(Saved entries)
• • • •
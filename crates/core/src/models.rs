use chrono::{DateTime, Utc};
use serde::{Deserialize, Serialize};
use std::collections::BTreeSet;
use std::fmt;

/// Source name used for hand-entered notes.
pub const NOTES_SOURCE: &str = "personal_notes";

pub const NOTE_TAG: &str = "note";

/// Tag for textbook chunks the classifier reads as grammar explanations.
pub const GRAMMAR_TAG: &str = "grammar-point";

#[derive(Debug, Clone, Copy, Serialize, Deserialize, PartialEq, Eq, Hash)]
#[serde(rename_all = "lowercase")]
pub enum DocumentStatus {
    Pending,
    Processing,
    Complete,
    Failed,
    Partial,
}

impl DocumentStatus {
    pub fn is_terminal(self) -> bool {
        matches!(
            self,
            DocumentStatus::Complete | DocumentStatus::Failed | DocumentStatus::Partial
        )
    }
}

impl fmt::Display for DocumentStatus {
    fn fmt(&self, f: &mut fmt::Formatter<'_>) -> fmt::Result {
        let label = match self {
            DocumentStatus::Pending => "pending",
            DocumentStatus::Processing => "processing",
            DocumentStatus::Complete => "complete",
            DocumentStatus::Failed => "failed",
            DocumentStatus::Partial => "partial",
        };
        f.write_str(label)
    }
}

#[derive(Debug, Clone, Serialize, Deserialize, PartialEq, Eq)]
pub struct PageFailure {
    pub page: u32,
    pub reason: String,
    pub job_id: String,
    pub failed_at: DateTime<Utc>,
}

/// Inclusive page range requested for an ingestion job.
#[derive(Debug, Clone, Copy, Serialize, Deserialize, PartialEq, Eq)]
pub struct PageRange {
    pub first: u32,
    pub last: u32,
}

impl PageRange {
    pub fn contains(&self, page: u32) -> bool {
        page >= self.first && page <= self.last
    }
}

#[derive(Debug, Clone, Serialize, Deserialize, PartialEq)]
pub struct Document {
    pub document_id: String,
    pub source_name: String,
    pub source_path: String,
    pub total_pages: u32,
    pub status: DocumentStatus,
    /// Last page of the unbroken run of processed pages that starts at the
    /// document's first page.
    pub checkpoint: Option<u32>,
    /// Every page processed so far, indexed or logged as failed.
    #[serde(default)]
    pub pages_done: BTreeSet<u32>,
    pub page_range: Option<PageRange>,
    pub page_errors: Vec<PageFailure>,
    pub fatal_error: Option<String>,
    pub created_at: DateTime<Utc>,
    pub updated_at: DateTime<Utc>,
}

impl Document {
    pub fn new(
        document_id: impl Into<String>,
        source_name: impl Into<String>,
        source_path: impl Into<String>,
    ) -> Self {
        let now = Utc::now();
        Self {
            document_id: document_id.into(),
            source_name: source_name.into(),
            source_path: source_path.into(),
            total_pages: 0,
            status: DocumentStatus::Pending,
            checkpoint: None,
            pages_done: BTreeSet::new(),
            page_range: None,
            page_errors: Vec::new(),
            fatal_error: None,
            created_at: now,
            updated_at: now,
        }
    }

    /// Records `page` as processed and moves the checkpoint to the end of the
    /// contiguous run of done pages in `all_pages`.
    pub fn mark_done(&mut self, page: u32, all_pages: &[u32]) {
        self.pages_done.insert(page);
        self.checkpoint = all_pages
            .iter()
            .take_while(|page| self.pages_done.contains(page))
            .last()
            .copied();
    }

    pub fn failed_pages(&self) -> Vec<u32> {
        let pages: BTreeSet<u32> = self.page_errors.iter().map(|error| error.page).collect();
        pages.into_iter().collect()
    }
}

#[derive(Debug, Clone, Serialize, Deserialize, PartialEq)]
pub struct Chunk {
    pub chunk_id: String,
    pub document_id: String,
    pub source_name: String,
    pub page: u32,
    pub chunk_index: u64,
    pub text: String,
    pub char_start: usize,
    pub char_end: usize,
    pub embedding: Vec<f32>,
    pub tags: BTreeSet<String>,
    /// Topic label for personal notes.
    pub note_topic: Option<String>,
}

#[derive(Debug, Clone, Serialize, Deserialize, PartialEq, Eq, Hash, Default)]
pub struct QueryFilters {
    pub document_id: Option<String>,
    pub source_name: Option<String>,
    pub tags: Vec<String>,
}

impl QueryFilters {
    pub fn matches(&self, chunk: &Chunk) -> bool {
        if let Some(document_id) = &self.document_id {
            if &chunk.document_id != document_id {
                return false;
            }
        }
        if let Some(source_name) = &self.source_name {
            if &chunk.source_name != source_name {
                return false;
            }
        }
        self.tags.iter().all(|tag| chunk.tags.contains(tag))
    }
}

#[derive(Debug, Clone, PartialEq)]
pub struct ScoredChunk {
    pub chunk: Chunk,
    pub distance: f32,
}

#[derive(Debug, Clone, Default, Serialize, Deserialize, PartialEq, Eq)]
pub struct IndexStats {
    pub chunk_count: usize,
    pub document_count: usize,
    pub chunks_per_source: std::collections::BTreeMap<String, usize>,
}

#[derive(Debug, Clone, Copy, Serialize, Deserialize, PartialEq, Eq, Hash)]
#[serde(rename_all = "lowercase")]
pub enum Role {
    User,
    Assistant,
}

#[derive(Debug, Clone, Serialize, Deserialize, PartialEq, Eq)]
pub struct Turn {
    pub role: Role,
    pub content: String,
}

#[derive(Debug, Clone, Copy, Serialize, Deserialize, PartialEq, Eq, Hash, Default)]
#[serde(rename_all = "lowercase")]
pub enum KnowledgeMode {
    #[default]
    Auto,
    Corpus,
    General,
    Hybrid,
}

impl KnowledgeMode {
    pub fn forced_route(self) -> Option<Route> {
        match self {
            KnowledgeMode::Auto => None,
            KnowledgeMode::Corpus => Some(Route::Corpus),
            KnowledgeMode::General => Some(Route::General),
            KnowledgeMode::Hybrid => Some(Route::Hybrid),
        }
    }
}

impl std::str::FromStr for KnowledgeMode {
    type Err = String;

    fn from_str(value: &str) -> Result<Self, Self::Err> {
        match value.to_lowercase().as_str() {
            "auto" => Ok(KnowledgeMode::Auto),
            "corpus" | "rag" | "textbook" => Ok(KnowledgeMode::Corpus),
            "general" => Ok(KnowledgeMode::General),
            "hybrid" => Ok(KnowledgeMode::Hybrid),
            other => Err(format!("unknown knowledge mode: {other}")),
        }
    }
}

#[derive(Debug, Clone, Serialize, Deserialize, PartialEq, Eq)]
pub struct Query {
    pub text: String,
    pub history: Vec<Turn>,
    pub mode: KnowledgeMode,
    pub top_k: Option<usize>,
    pub filters: QueryFilters,
}

impl Query {
    pub fn new(text: impl Into<String>) -> Self {
        Self {
            text: text.into(),
            history: Vec::new(),
            mode: KnowledgeMode::Auto,
            top_k: None,
            filters: QueryFilters::default(),
        }
    }

    pub fn with_mode(mut self, mode: KnowledgeMode) -> Self {
        self.mode = mode;
        self
    }

    pub fn with_history(mut self, history: Vec<Turn>) -> Self {
        self.history = history;
        self
    }
}

#[derive(Debug, Clone, Copy, Serialize, Deserialize, PartialEq, Eq, Hash, PartialOrd, Ord)]
#[serde(rename_all = "UPPERCASE")]
pub enum Route {
    Corpus,
    General,
    Hybrid,
}

impl fmt::Display for Route {
    fn fmt(&self, f: &mut fmt::Formatter<'_>) -> fmt::Result {
        let label = match self {
            Route::Corpus => "CORPUS",
            Route::General => "GENERAL",
            Route::Hybrid => "HYBRID",
        };
        f.write_str(label)
    }
}

#[derive(Debug, Clone, Copy, Serialize, Deserialize, PartialEq, Eq, Hash)]
#[serde(rename_all = "UPPERCASE")]
pub enum QuestionLabel {
    Grammar,
    Literature,
    Hybrid,
    Unknown,
}

impl fmt::Display for QuestionLabel {
    fn fmt(&self, f: &mut fmt::Formatter<'_>) -> fmt::Result {
        let label = match self {
            QuestionLabel::Grammar => "GRAMMAR",
            QuestionLabel::Literature => "LITERATURE",
            QuestionLabel::Hybrid => "HYBRID",
            QuestionLabel::Unknown => "UNKNOWN",
        };
        f.write_str(label)
    }
}

#[derive(Debug, Clone, Copy, Serialize, Deserialize, PartialEq)]
pub struct RetrievalMetrics {
    pub density: f32,
    pub diversity: usize,
    pub mean_distance: f32,
    pub result_count: usize,
}

#[derive(Debug, Clone, Serialize, Deserialize, PartialEq)]
pub struct RouteDecision {
    pub route: Route,
    pub confidence: f32,
    pub metrics: RetrievalMetrics,
    pub label: QuestionLabel,
    pub overridden: bool,
    pub needs_clarification: bool,
    pub explanation: String,
}

#[derive(Debug, Clone, Serialize, Deserialize, PartialEq, Eq)]
pub struct Citation {
    pub document_id: String,
    pub source_name: String,
    pub pages: Vec<u32>,
    pub note_topic: Option<String>,
}

impl fmt::Display for Citation {
    fn fmt(&self, f: &mut fmt::Formatter<'_>) -> fmt::Result {
        if let Some(topic) = &self.note_topic {
            return write!(f, "[Note: {topic}]");
        }
        let pages = self
            .pages
            .iter()
            .map(|page| format!("p.{page}"))
            .collect::<Vec<_>>()
            .join(", ");
        write!(f, "[{} {}]", self.source_name, pages)
    }
}

#[cfg(test)]
mod tests {
    use super::*;

    #[test]
    fn citation_formats_pages_and_notes() {
        let pages = Citation {
            document_id: "doc".to_string(),
            source_name: "shirane.pdf".to_string(),
            pages: vec![3, 17],
            note_topic: None,
        };
        assert_eq!(pages.to_string(), "[shirane.pdf p.3, p.17]");

        let note = Citation {
            document_id: "notes".to_string(),
            source_name: NOTES_SOURCE.to_string(),
            pages: Vec::new(),
            note_topic: Some("particles".to_string()),
        };
        assert_eq!(note.to_string(), "[Note: particles]");
    }

    #[test]
    fn knowledge_mode_parses_aliases() {
        assert_eq!("RAG".parse::<KnowledgeMode>(), Ok(KnowledgeMode::Corpus));
        assert_eq!(KnowledgeMode::Auto.forced_route(), None);
        assert_eq!(KnowledgeMode::General.forced_route(), Some(Route::General));
        assert!("poetry".parse::<KnowledgeMode>().is_err());
    }

    #[test]
    fn checkpoint_follows_the_unbroken_run_of_done_pages() {
        let pages = [1, 2, 3, 4];
        let mut document = Document::new("doc", "kobun.pdf", "/scans/kobun.pdf");

        document.mark_done(3, &pages);
        document.mark_done(4, &pages);
        assert_eq!(document.checkpoint, None);

        document.mark_done(1, &pages);
        assert_eq!(document.checkpoint, Some(1));
        document.mark_done(2, &pages);
        assert_eq!(document.checkpoint, Some(4));
        assert_eq!(document.pages_done.len(), 4);
    }

    #[test]
    fn registry_entries_without_done_pages_still_load() -> Result<(), serde_json::Error> {
        let mut value = serde_json::to_value(Document::new("doc", "kobun.pdf", "/scans/kobun.pdf"))?;
        if let Some(fields) = value.as_object_mut() {
            fields.remove("pages_done");
        }
        let document: Document = serde_json::from_value(value)?;
        assert!(document.pages_done.is_empty());
        Ok(())
    }
}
• • • •
### What is required
The answer must consist of each line from the entries that contains the string "collections".

### Output
use std::collections::BTreeSet;
    pub chunks_per_source: std::collections::BTreeMap<String, usize>,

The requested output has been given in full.